### What is being asked:
Each line of the data that includes "Uuid" must be copied.

[Records from a dataset]
use std::sync::Arc;

use tracing::{debug, info};
use uuid::Uuid;

use crate::models::milestone::{
    Milestone, MilestoneCategory, NewMilestone, NomineeRecord, FIFTY_NOMINEES, FIRST_NOMINEE,
    HUNDRED_NOMINEES, QUALITY_EXPERT, TEN_NOMINEES, WEEKLY_STREAK,
};
use crate::services::achievement_service::AchievementService;
use crate::services::insights_service::InsightsService;
use crate::services::progress_store::ProgressStore;
use crate::services::settings_service::SettingsService;
use crate::services::snapshot_service::SnapshotService;

const QUALITY_EXPERT_TARGET: usize = 10;
const WEEKLY_STREAK_TARGET: u32 = 7;

/// Owns the milestone collection and the incomplete -> complete transition.
pub struct MilestoneService {
    store: Arc<ProgressStore>,
    achievements: Arc<AchievementService>,
    snapshots: Arc<SnapshotService>,
    insights: Arc<InsightsService>,
    settings: Arc<SettingsService>,
}

impl MilestoneService {
    pub fn new(
        store: Arc<ProgressStore>,
        achievements: Arc<AchievementService>,
        snapshots: Arc<SnapshotService>,
        insights: Arc<InsightsService>,
        settings: Arc<SettingsService>,
    ) -> Self {
        Self {
            store,
            achievements,
            snapshots,
            insights,
            settings,
        }
    }

    /// Individual milestones. The collection is shared, so `user_id` does not filter.
    pub fn get_user_milestones(&self, _user_id: &str) -> Vec<Milestone> {
        self.store
            .read_milestones()
            .into_iter()
            .filter(|milestone| milestone.category == MilestoneCategory::Individual)
            .collect()
    }

    pub fn list_milestones(&self) -> Vec<Milestone> {
        self.store.read_milestones()
    }

    pub fn get_milestone(&self, milestone_id: &str) -> Option<Milestone> {
        self.store
            .read_milestones()
            .into_iter()
            .find(|milestone| milestone.id == milestone_id)
    }

    /// Sets `current` on a milestone. Returns `true` only when this call completed it.
    pub fn update_milestone_progress(&self, milestone_id: &str, new_value: f64) -> bool {
        let mut milestones = self.store.read_milestones();
        let Some(milestone) = milestones
            .iter_mut()
            .find(|milestone| milestone.id == milestone_id)
        else {
            debug!(target: "app::progress::milestones", %milestone_id, "unknown milestone, ignoring update");
            return false;
        };

        let now = self.store.now();
        milestone.current = new_value;
        milestone.updated_at = now;

        let completed_now = !milestone.is_completed && new_value >= milestone.target;
        if completed_now {
            milestone.is_completed = true;
            milestone.completed_at = Some(now);
        }
        let title = milestone.title.clone();

        self.store.write_milestones(&milestones);

        if completed_now {
            info!(target: "app::progress::milestones", %milestone_id, "milestone completed");
            self.achievements.unlock_achievement(milestone_id, &title);
        }
        completed_now
    }

    pub fn create_custom_milestone(&self, input: NewMilestone) -> String {
        let now = self.store.now();
        let id = Uuid::new_v4().to_string();

        let milestone = Milestone {
            id: id.clone(),
            title: input.title,
            description: input.description,
            target: input.target,
            current: input.current,
            unit: input.unit,
            category: input.category,
            priority: input.priority,
            deadline: input.deadline,
            reward: input.reward,
            is_completed: false,
            completed_at: None,
            created_at: now,
            updated_at: now,
        };

        let mut milestones = self.store.read_milestones();
        milestones.push(milestone);
        self.store.write_milestones(&milestones);

        info!(target: "app::progress::milestones", milestone_id = %id, "custom milestone created");
        id
    }

    /// Recomputes the built-in milestones from the full nominee list and the current streak.
    /// Returns the ids completed by this call; they are also noted on today's snapshot.
    pub fn update_milestones_from_data(
        &self,
        user_id: &str,
        nominees: &[NomineeRecord],
    ) -> Vec<String> {
        let threshold = self.settings.effective().high_quality_threshold;
        let total = nominees.len();
        let high_quality = nominees
            .iter()
            .filter(|nominee| nominee.score.is_some_and(|score| score >= threshold))
            .count();
        let streak = self.insights.current_streak(user_id);

        let updates = [
            (FIRST_NOMINEE, total.min(1) as f64),
            (TEN_NOMINEES, total.min(10) as f64),
            (FIFTY_NOMINEES, total.min(50) as f64),
            (HUNDRED_NOMINEES, total.min(100) as f64),
            (QUALITY_EXPERT, high_quality.min(QUALITY_EXPERT_TARGET) as f64),
            (WEEKLY_STREAK, f64::from(streak.min(WEEKLY_STREAK_TARGET))),
        ];

        let mut completed = Vec::new();
        for (milestone_id, value) in updates {
            if self.update_milestone_progress(milestone_id, value) {
                self.snapshots.record_milestone_achieved(user_id, milestone_id);
                completed.push(milestone_id.to_string());
            }
        }

        debug!(
            target: "app::progress::milestones",
            %user_id,
            total,
            high_quality,
            streak,
            completed = completed.len(),
            "milestones recomputed from nominee data"
        );
        completed
    }
}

### Written solution:
use uuid::Uuid;
        let id = Uuid::new_v4().to_string();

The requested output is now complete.